RECORDS PROVIDED section start

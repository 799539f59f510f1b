//! Transaction retrieval and ledger queries
//!
//! Transactions are append-only: once committed they are never updated or
//! deleted, only reversed by the posting engine's void path. This module
//! owns the read side.

use chrono::NaiveDate;
use serde::{Deserialize, Serialize};
use uuid::Uuid;

use crate::traits::*;
use crate::types::*;

/// Filter for ledger queries.
///
/// Matching transactions are returned ordered by date ascending, then entry
/// number ascending for same-date ties, so a fixed filter always yields the
/// same sequence.
#[derive(Debug, Clone, PartialEq, Serialize, Deserialize)]
pub struct TransactionFilter {
    /// Organization whose ledger is queried
    pub organization_id: Uuid,
    /// Earliest date included
    pub date_from: Option<NaiveDate>,
    /// Latest date included
    pub date_to: Option<NaiveDate>,
    /// Only transactions touching this account
    pub account_id: Option<Uuid>,
    /// Only transactions from this document kind
    pub source_kind: Option<SourceKind>,
}

impl TransactionFilter {
    /// All transactions of an organization
    pub fn for_org(organization_id: Uuid) -> Self {
        Self {
            organization_id,
            date_from: None,
            date_to: None,
            account_id: None,
            source_kind: None,
        }
    }

    /// Restrict to dates on or after `date`
    pub fn from_date(mut self, date: NaiveDate) -> Self {
        self.date_from = Some(date);
        self
    }

    /// Restrict to dates on or before `date`
    pub fn to_date(mut self, date: NaiveDate) -> Self {
        self.date_to = Some(date);
        self
    }

    /// Restrict to transactions with a line against `account_id`
    pub fn account(mut self, account_id: Uuid) -> Self {
        self.account_id = Some(account_id);
        self
    }

    /// Restrict to one source kind
    pub fn source(mut self, kind: SourceKind) -> Self {
        self.source_kind = Some(kind);
        self
    }

    /// Whether a transaction satisfies this filter
    pub fn matches(&self, transaction: &Transaction) -> bool {
        if transaction.organization_id != self.organization_id {
            return false;
        }
        if let Some(from) = self.date_from {
            if transaction.date < from {
                return false;
            }
        }
        if let Some(to) = self.date_to {
            if transaction.date > to {
                return false;
            }
        }
        if let Some(account_id) = self.account_id {
            if !transaction.lines.iter().any(|l| l.account_id == account_id) {
                return false;
            }
        }
        if let Some(kind) = self.source_kind {
            if transaction.source.kind != kind {
                return false;
            }
        }
        true
    }
}

/// Read-side access to the transaction ledger
pub struct TransactionQuery<S: LedgerStore> {
    storage: S,
}

impl<S: LedgerStore> TransactionQuery<S> {
    /// Create a query layer over the given store
    pub fn new(storage: S) -> Self {
        Self { storage }
    }

    /// Get a transaction by id, scoped to the caller's organization
    pub async fn get(
        &self,
        ctx: &OrgContext,
        transaction_id: Uuid,
    ) -> LedgerResult<Option<Transaction>> {
        Ok(self
            .storage
            .get_transaction(transaction_id)
            .await?
            .filter(|t| t.organization_id == ctx.organization_id))
    }

    /// Get a transaction by id, returning an error when absent
    pub async fn get_required(
        &self,
        ctx: &OrgContext,
        transaction_id: Uuid,
    ) -> LedgerResult<Transaction> {
        self.get(ctx, transaction_id)
            .await?
            .ok_or(LedgerError::TransactionNotFound(transaction_id))
    }

    /// Run a ledger query
    pub async fn query(&self, filter: &TransactionFilter) -> LedgerResult<Vec<Transaction>> {
        self.storage.query_transactions(filter).await
    }

    /// All transactions touching one account within an optional date range
    pub async fn account_history(
        &self,
        ctx: &OrgContext,
        account_id: Uuid,
        date_from: Option<NaiveDate>,
        date_to: Option<NaiveDate>,
    ) -> LedgerResult<Vec<Transaction>> {
        let mut filter = TransactionFilter::for_org(ctx.organization_id).account(account_id);
        filter.date_from = date_from;
        filter.date_to = date_to;
        self.query(&filter).await
    }

    /// The reversal that voided a transaction, if any
    pub async fn reversal_of(
        &self,
        ctx: &OrgContext,
        transaction_id: Uuid,
    ) -> LedgerResult<Option<Transaction>> {
        Ok(self
            .storage
            .find_reversal_of(transaction_id)
            .await?
            .filter(|t| t.organization_id == ctx.organization_id))
    }
}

RECORDS PROVIDED section end

PROBLEM:
Would it be possible to reproduce all the entries exactly as they appear above?

YOUR RESPONSE:
repository 799539f59f510f1b
//! Transaction retrieval and ledger queries
//!
//! Transactions are append-only: once committed they are never updated or
//! deleted, only reversed by the posting engine's void path. This module
//! owns the read side.

use chrono::NaiveDate;
use serde::{Deserialize, Serialize};
use uuid::Uuid;

use crate::traits::*;
use crate::types::*;

/// Filter for ledger queries.
///
/// Matching transactions are returned ordered by date ascending, then entry
/// number ascending for same-date ties, so a fixed filter always yields the
/// same sequence.
#[derive(Debug, Clone, PartialEq, Serialize, Deserialize)]
pub struct TransactionFilter {
    /// Organization whose ledger is queried
    pub organization_id: Uuid,
    /// Earliest date included
    pub date_from: Option<NaiveDate>,
    /// Latest date included
    pub date_to: Option<NaiveDate>,
    /// Only transactions touching this account
    pub account_id: Option<Uuid>,
    /// Only transactions from this document kind
    pub source_kind: Option<SourceKind>,
}

impl TransactionFilter {
    /// All transactions of an organization
    pub fn for_org(organization_id: Uuid) -> Self {
        Self {
            organization_id,
            date_from: None,
            date_to: None,
            account_id: None,
            source_kind: None,
        }
    }

    /// Restrict to dates on or after `date`
    pub fn from_date(mut self, date: NaiveDate) -> Self {
        self.date_from = Some(date);
        self
    }

    /// Restrict to dates on or before `date`
    pub fn to_date(mut self, date: NaiveDate) -> Self {
        self.date_to = Some(date);
        self
    }

    /// Restrict to transactions with a line against `account_id`
    pub fn account(mut self, account_id: Uuid) -> Self {
        self.account_id = Some(account_id);
        self
    }

    /// Restrict to one source kind
    pub fn source(mut self, kind: SourceKind) -> Self {
        self.source_kind = Some(kind);
        self
    }

    /// Whether a transaction satisfies this filter
    pub fn matches(&self, transaction: &Transaction) -> bool {
        if transaction.organization_id != self.organization_id {
            return false;
        }
        if let Some(from) = self.date_from {
            if transaction.date < from {
                return false;
            }
        }
        if let Some(to) = self.date_to {
            if transaction.date > to {
                return false;
            }
        }
        if let Some(account_id) = self.account_id {
            if !transaction.lines.iter().any(|l| l.account_id == account_id) {
                return false;
            }
        }
        if let Some(kind) = self.source_kind {
            if transaction.source.kind != kind {
                return false;
            }
        }
        true
    }
}

/// Read-side access to the transaction ledger
pub struct TransactionQuery<S: LedgerStore> {
    storage: S,
}

impl<S: LedgerStore> TransactionQuery<S> {
    /// Create a query layer over the given store
    pub fn new(storage: S) -> Self {
        Self { storage }
    }

    /// Get a transaction by id, scoped to the caller's organization
    pub async fn get(
        &self,
        ctx: &OrgContext,
        transaction_id: Uuid,
    ) -> LedgerResult<Option<Transaction>> {
        Ok(self
            .storage
            .get_transaction(transaction_id)
            .await?
            .filter(|t| t.organization_id == ctx.organization_id))
    }

    /// Get a transaction by id, returning an error when absent
    pub async fn get_required(
        &self,
        ctx: &OrgContext,
        transaction_id: Uuid,
    ) -> LedgerResult<Transaction> {
        self.get(ctx, transaction_id)
            .await?
            .ok_or(LedgerError::TransactionNotFound(transaction_id))
    }

    /// Run a ledger query
    pub async fn query(&self, filter: &TransactionFilter) -> LedgerResult<Vec<Transaction>> {
        self.storage.query_transactions(filter).await
    }

    /// All transactions touching one account within an optional date range
    pub async fn account_history(
        &self,
        ctx: &OrgContext,
        account_id: Uuid,
        date_from: Option<NaiveDate>,
        date_to: Option<NaiveDate>,
    ) -> LedgerResult<Vec<Transaction>> {
        let mut filter = TransactionFilter::for_org(ctx.organization_id).account(account_id);
        filter.date_from = date_from;
        filter.date_to = date_to;
        self.query(&filter).await
    }

    /// The reversal that voided a transaction, if any
    pub async fn reversal_of(
        &self,
        ctx: &OrgContext,
        transaction_id: Uuid,
    ) -> LedgerResult<Option<Transaction>> {
        Ok(self
            .storage
            .find_reversal_of(transaction_id)
            .await?
            .filter(|t| t.organization_id == ctx.organization_id))
    }
}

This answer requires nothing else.